Andrea Ingram completed her HNC in Countryside and Environmental Management at SRUC’s Aberdeen campus in 2009. Her career pathway has seen her return back to education several times, creating new opportunities along the way. After some bumpy patches, Andrea is now looking forward to following her life’s passion to become a geography teacher – a teacher with heart.

“Geography, Earth Science – is where my heart is at. Being outside. Getting kids into the outdoors is where it is. Getting them to get hands on is how you create memories and retain the information you are trying to teach them. It helps them to understand their environment and the world around them so much better. With mental health being such a big thing as well, getting outside is so important too.”

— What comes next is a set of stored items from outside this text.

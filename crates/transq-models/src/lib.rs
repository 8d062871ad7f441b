//! Shared data models for transq job dispatch.
//!
//! This crate provides Serde-serializable types for:
//! - Job records and the status state machine
//! - Work queue messages
//! - Transcoding parameters
//! - Audit events
//!
//! It also defines the [`Clock`] used for lease arithmetic.

pub mod audit;
pub mod clock;
pub mod job;
pub mod job_status;
pub mod message;
pub mod params;

// Re-export common types
pub use audit::{AuditAction, AuditEvent};
pub use clock::{Clock, ManualClock, SystemClock};
pub use job::{Job, JobId};
pub use job_status::{JobStatus, TransitionError};
pub use message::{DecodeError, NotifyMessage, TranscodeMessage, WorkMessage, NOTIFY_TYPE, TRANSCODE_TYPE};
pub use params::{Resolution, TranscodeParams};
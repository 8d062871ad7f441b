//! S3-compatible storage client.

use std::path::Path;

use async_trait::async_trait;
use aws_config::BehaviorVersion;
use aws_credential_types::Credentials;
use aws_sdk_s3::config::{Builder, Region};
use aws_sdk_s3::primitives::ByteStream;
use aws_sdk_s3::Client;
use tracing::{debug, info};

use crate::error::{StorageError, StorageResult};
use crate::storage::ObjectStorage;

/// Configuration for the S3 client.
#[derive(Debug, Clone)]
pub struct S3Config {
    /// Bucket name
    pub bucket_name: String,
    /// Custom endpoint for S3-compatible services; `None` uses AWS
    pub endpoint_url: Option<String>,
    pub region: String,
    /// Static credentials; `None` uses the default provider chain
    pub access_key_id: Option<String>,
    pub secret_access_key: Option<String>,
}

impl S3Config {
    /// Create config from environment variables.
    pub fn from_env() -> StorageResult<Self> {
        Ok(Self {
            bucket_name: std::env::var("S3_BUCKET")
                .map_err(|_| StorageError::config_error("S3_BUCKET not set"))?,
            endpoint_url: std::env::var("S3_ENDPOINT_URL").ok(),
            region: std::env::var("S3_REGION").unwrap_or_else(|_| "us-east-1".to_string()),
            access_key_id: std::env::var("S3_ACCESS_KEY_ID").ok(),
            secret_access_key: std::env::var("S3_SECRET_ACCESS_KEY").ok(),
        })
    }
}

/// S3 storage client.
#[derive(Clone)]
pub struct S3Storage {
    client: Client,
    bucket: String,
}

impl S3Storage {
    /// Create a new client from configuration.
    pub async fn new(config: S3Config) -> StorageResult<Self> {
        let shared = aws_config::defaults(BehaviorVersion::latest())
            .region(Region::new(config.region.clone()))
            .load()
            .await;

        let mut builder = Builder::from(&shared);
        if let Some(endpoint) = &config.endpoint_url {
            builder = builder.endpoint_url(endpoint).force_path_style(true);
        }
        match (&config.access_key_id, &config.secret_access_key) {
            (Some(key), Some(secret)) => {
                builder = builder
                    .credentials_provider(Credentials::new(key, secret, None, None, "static"));
            }
            (None, None) => {}
            _ => {
                return Err(StorageError::config_error(
                    "S3_ACCESS_KEY_ID and S3_SECRET_ACCESS_KEY must be set together",
                ))
            }
        }

        Ok(Self {
            client: Client::from_conf(builder.build()),
            bucket: config.bucket_name,
        })
    }

    /// Create from environment variables.
    pub async fn from_env() -> StorageResult<Self> {
        Self::new(S3Config::from_env()?).await
    }

    /// Check connectivity by performing a head bucket operation.
    pub async fn check_connectivity(&self) -> StorageResult<()> {
        self.client
            .head_bucket()
            .bucket(&self.bucket)
            .send()
            .await
            .map_err(|e| StorageError::AwsSdk(format!("S3 connectivity check failed: {}", e)))?;
        Ok(())
    }

    async fn put(&self, key: &str, body: ByteStream) -> StorageResult<()> {
        self.client
            .put_object()
            .bucket(&self.bucket)
            .key(key)
            .body(body)
            .send()
            .await
            .map_err(|e| StorageError::upload_failed(e.to_string()))?;
        Ok(())
    }
}

#[async_trait]
impl ObjectStorage for S3Storage {
    async fn exists(&self, key: &str) -> StorageResult<bool> {
        match self
            .client
            .head_object()
            .bucket(&self.bucket)
            .key(key)
            .send()
            .await
        {
            Ok(_) => Ok(true),
            Err(e) => {
                let not_found = e
                    .as_service_error()
                    .map(|se| se.is_not_found())
                    .unwrap_or(false);
                if not_found {
                    Ok(false)
                } else {
                    Err(StorageError::AwsSdk(e.to_string()))
                }
            }
        }
    }

    async fn read(&self, key: &str) -> StorageResult<Vec<u8>> {
        debug!("Downloading {}", key);

        let response = self
            .client
            .get_object()
            .bucket(&self.bucket)
            .key(key)
            .send()
            .await
            .map_err(|e| {
                if e.as_service_error().map(|se| se.is_no_such_key()).unwrap_or(false) {
                    StorageError::not_found(key)
                } else {
                    StorageError::download_failed(e.to_string())
                }
            })?;

        let bytes = response
            .body
            .collect()
            .await
            .map_err(|e| StorageError::download_failed(e.to_string()))?
            .into_bytes()
            .to_vec();

        Ok(bytes)
    }

    async fn write(&self, key: &str, data: Vec<u8>) -> StorageResult<()> {
        debug!("Uploading {} bytes to {}", data.len(), key);
        self.put(key, ByteStream::from(data)).await
    }

    async fn upload_from(&self, path: &Path, key: &str) -> StorageResult<()> {
        let body = ByteStream::from_path(path)
            .await
            .map_err(|e| StorageError::upload_failed(e.to_string()))?;
        self.put(key, body).await?;
        info!("Uploaded {} to {}", path.display(), key);
        Ok(())
    }
}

A love for the outdoors and the environment were what initially took Andrea through SRUC’s doors as a young school leaver.

“As a Countryside Management student at SRUC you did a lot of outdoor and hands-on learning - sampling from rivers, looking at biodiversity, doing engineering by pulling things apart and putting them back together, trips to wind farms to learn about the renewable industry. Of all the education I’ve since gone on to do, my SRUC course was probably best course I’ve done which allows you to see the subject in real life and fully understand it and grasp it and get you involved in it.”

It was during this time that Andrea’s passion for the Earth Sciences was sparked.

“During my HNC at SRUC there was a geology module that I thought was really interesting. Aberdeen being the oil and gas capital of Europe, I thought I’d go on to do Geology and Petroleum Geology at the University of Aberdeen.”

After completing her degree, Andrea took up an offshore job.

“I thought – this is me for life and I’ll work my way up. But then the oil and gas industry took a big hit and everyone was being made redundant.

“I went back to the University of Aberdeen to do a Masters in Environmental Science – which tied in with my SRUC studies – and put me back on the same path.”

However, because the oil & gas industry funds much of the environmental work, the crash resulted in a jobs shortage in the environmental sector, meaning Andrea struggled to get a foothold in her field.

Andrea landed a role with company that were contracted by Scottish Water, deploying pressure loggers onto pressure reduction valves. Following this, she went to work as a Deputy Manager for a quarry that was used to make tar and road surfacing material.

Unfortunately, Andrea experienced a lot of backlash in her last role. The experience really knocked her confidence. Eventually this led her to reassessing her options and returning to her passion to carve out a new career path.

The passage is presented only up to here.